Work required => State the number of lines with "GitLabConfig" in the listing, leaving out everything else.

Source material =>
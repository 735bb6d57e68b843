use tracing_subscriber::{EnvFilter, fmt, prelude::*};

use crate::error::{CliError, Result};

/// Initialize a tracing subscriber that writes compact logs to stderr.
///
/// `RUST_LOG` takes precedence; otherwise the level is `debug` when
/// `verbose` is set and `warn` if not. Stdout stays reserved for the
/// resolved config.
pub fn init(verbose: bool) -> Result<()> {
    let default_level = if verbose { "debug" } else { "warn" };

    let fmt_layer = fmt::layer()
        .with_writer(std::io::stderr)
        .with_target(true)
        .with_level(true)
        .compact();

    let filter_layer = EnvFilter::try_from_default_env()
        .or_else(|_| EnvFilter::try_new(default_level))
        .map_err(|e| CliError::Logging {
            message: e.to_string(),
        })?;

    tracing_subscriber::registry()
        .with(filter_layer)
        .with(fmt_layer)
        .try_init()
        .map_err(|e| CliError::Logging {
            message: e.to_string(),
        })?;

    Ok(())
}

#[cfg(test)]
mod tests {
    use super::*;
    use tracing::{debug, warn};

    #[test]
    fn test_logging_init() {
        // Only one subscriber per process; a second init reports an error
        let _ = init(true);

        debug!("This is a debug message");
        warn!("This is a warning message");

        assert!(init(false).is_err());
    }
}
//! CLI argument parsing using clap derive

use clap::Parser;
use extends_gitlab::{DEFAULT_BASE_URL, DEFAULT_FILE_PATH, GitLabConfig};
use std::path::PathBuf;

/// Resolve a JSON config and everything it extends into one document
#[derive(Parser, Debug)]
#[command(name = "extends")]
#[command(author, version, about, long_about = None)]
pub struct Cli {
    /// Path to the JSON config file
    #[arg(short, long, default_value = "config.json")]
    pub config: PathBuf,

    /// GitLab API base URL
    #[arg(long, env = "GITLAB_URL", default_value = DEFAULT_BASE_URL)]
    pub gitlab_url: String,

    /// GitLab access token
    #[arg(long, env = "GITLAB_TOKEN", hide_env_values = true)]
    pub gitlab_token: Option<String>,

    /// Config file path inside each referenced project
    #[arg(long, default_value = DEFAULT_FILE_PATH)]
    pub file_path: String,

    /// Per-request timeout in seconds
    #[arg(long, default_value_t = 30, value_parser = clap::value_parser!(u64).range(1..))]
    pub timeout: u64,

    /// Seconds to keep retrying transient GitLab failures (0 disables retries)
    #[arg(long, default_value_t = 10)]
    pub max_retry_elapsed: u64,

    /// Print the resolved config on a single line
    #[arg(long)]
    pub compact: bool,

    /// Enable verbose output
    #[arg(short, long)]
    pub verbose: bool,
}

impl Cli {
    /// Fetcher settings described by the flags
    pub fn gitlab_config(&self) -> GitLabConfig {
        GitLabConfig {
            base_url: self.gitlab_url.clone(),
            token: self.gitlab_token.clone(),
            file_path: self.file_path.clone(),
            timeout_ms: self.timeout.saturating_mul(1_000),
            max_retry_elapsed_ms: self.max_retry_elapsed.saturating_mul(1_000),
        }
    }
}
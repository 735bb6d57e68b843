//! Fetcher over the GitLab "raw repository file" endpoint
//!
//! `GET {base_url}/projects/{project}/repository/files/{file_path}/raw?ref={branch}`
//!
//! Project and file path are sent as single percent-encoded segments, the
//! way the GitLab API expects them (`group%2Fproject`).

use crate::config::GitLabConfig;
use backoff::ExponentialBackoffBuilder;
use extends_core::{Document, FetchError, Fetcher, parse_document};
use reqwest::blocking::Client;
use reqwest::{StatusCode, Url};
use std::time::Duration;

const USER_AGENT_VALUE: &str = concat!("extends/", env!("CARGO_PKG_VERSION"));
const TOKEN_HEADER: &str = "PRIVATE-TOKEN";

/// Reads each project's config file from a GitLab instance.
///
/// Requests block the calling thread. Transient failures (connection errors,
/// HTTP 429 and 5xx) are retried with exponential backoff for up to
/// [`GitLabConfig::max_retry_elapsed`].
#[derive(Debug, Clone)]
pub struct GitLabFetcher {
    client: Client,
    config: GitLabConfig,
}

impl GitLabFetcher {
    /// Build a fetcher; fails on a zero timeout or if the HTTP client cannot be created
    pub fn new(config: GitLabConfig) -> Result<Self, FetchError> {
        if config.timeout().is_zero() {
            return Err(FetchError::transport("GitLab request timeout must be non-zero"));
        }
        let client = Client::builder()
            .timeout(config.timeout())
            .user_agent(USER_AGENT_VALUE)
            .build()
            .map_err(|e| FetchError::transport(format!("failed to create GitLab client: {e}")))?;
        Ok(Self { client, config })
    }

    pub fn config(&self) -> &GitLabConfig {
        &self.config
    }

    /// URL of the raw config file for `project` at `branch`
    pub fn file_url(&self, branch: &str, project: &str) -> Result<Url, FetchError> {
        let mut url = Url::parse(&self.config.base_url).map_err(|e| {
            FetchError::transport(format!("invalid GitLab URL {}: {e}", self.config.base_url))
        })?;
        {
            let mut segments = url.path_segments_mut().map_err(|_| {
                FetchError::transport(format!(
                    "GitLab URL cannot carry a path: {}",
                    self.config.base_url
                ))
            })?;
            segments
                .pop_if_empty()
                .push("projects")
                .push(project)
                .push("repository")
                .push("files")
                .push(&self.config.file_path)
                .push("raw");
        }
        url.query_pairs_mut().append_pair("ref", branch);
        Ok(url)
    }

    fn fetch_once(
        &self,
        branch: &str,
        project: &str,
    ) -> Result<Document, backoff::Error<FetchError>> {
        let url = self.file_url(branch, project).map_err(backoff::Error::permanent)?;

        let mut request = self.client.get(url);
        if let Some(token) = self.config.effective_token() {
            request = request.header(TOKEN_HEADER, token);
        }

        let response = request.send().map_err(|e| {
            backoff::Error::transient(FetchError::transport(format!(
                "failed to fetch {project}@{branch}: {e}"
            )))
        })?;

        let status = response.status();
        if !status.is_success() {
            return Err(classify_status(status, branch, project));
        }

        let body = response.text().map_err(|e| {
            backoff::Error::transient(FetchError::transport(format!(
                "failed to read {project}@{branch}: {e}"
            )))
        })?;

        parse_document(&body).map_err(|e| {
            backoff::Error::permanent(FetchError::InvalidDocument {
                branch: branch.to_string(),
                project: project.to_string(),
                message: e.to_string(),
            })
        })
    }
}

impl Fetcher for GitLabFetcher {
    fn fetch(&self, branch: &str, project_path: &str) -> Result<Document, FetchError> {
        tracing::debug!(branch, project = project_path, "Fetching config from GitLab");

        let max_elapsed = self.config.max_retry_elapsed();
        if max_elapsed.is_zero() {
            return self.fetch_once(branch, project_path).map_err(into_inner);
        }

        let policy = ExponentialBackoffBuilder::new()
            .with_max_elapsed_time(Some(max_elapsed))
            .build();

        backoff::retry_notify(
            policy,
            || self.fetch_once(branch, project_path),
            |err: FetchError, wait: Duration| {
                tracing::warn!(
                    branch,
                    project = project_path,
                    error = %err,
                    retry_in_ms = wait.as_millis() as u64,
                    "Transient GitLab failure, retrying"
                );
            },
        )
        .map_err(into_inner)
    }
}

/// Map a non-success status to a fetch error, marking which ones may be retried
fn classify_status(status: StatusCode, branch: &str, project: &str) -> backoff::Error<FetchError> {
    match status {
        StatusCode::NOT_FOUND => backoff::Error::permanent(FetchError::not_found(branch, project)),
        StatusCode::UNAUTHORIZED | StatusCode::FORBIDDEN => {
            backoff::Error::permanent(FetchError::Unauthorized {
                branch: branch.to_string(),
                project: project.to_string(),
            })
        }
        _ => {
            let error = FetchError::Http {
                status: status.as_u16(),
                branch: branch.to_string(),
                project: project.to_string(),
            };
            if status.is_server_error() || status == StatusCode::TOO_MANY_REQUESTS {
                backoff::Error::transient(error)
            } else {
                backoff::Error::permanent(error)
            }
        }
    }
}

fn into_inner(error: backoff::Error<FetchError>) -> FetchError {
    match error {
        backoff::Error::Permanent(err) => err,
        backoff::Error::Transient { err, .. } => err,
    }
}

==

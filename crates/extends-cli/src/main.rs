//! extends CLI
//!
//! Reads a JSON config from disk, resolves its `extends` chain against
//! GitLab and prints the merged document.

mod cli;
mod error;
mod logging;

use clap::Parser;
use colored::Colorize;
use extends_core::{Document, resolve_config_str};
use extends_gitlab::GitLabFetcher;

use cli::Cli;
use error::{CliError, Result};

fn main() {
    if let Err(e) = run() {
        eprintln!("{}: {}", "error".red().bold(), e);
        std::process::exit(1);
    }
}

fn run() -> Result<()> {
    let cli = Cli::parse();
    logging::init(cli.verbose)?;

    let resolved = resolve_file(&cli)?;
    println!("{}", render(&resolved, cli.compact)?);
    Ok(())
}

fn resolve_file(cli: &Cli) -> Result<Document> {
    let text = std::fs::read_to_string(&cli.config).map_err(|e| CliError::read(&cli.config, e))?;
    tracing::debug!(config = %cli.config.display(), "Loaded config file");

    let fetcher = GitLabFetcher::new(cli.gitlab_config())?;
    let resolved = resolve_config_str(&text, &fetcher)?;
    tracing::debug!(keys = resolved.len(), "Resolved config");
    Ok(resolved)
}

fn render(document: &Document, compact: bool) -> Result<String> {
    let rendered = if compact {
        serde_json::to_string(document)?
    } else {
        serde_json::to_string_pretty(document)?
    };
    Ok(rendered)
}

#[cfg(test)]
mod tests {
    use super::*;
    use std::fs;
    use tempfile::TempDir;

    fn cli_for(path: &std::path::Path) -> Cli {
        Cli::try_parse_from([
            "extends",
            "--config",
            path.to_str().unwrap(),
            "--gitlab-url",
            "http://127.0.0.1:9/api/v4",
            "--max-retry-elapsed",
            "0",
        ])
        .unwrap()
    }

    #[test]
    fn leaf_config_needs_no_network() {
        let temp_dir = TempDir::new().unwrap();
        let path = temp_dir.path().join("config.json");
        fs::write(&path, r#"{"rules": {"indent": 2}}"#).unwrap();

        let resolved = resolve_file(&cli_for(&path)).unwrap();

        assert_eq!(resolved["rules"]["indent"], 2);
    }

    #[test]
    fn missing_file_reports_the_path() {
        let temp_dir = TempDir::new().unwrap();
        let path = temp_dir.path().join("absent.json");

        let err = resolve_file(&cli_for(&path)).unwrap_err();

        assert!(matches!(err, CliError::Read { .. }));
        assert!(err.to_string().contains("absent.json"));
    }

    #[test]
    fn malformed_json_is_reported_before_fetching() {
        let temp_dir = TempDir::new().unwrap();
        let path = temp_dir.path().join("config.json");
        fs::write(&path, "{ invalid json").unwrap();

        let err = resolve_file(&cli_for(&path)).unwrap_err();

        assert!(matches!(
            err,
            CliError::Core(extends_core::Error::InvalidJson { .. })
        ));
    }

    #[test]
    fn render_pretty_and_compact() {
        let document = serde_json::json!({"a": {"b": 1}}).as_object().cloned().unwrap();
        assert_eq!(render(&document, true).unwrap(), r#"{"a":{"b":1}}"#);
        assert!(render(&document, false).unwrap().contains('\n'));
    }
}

Answer to this exercise => 8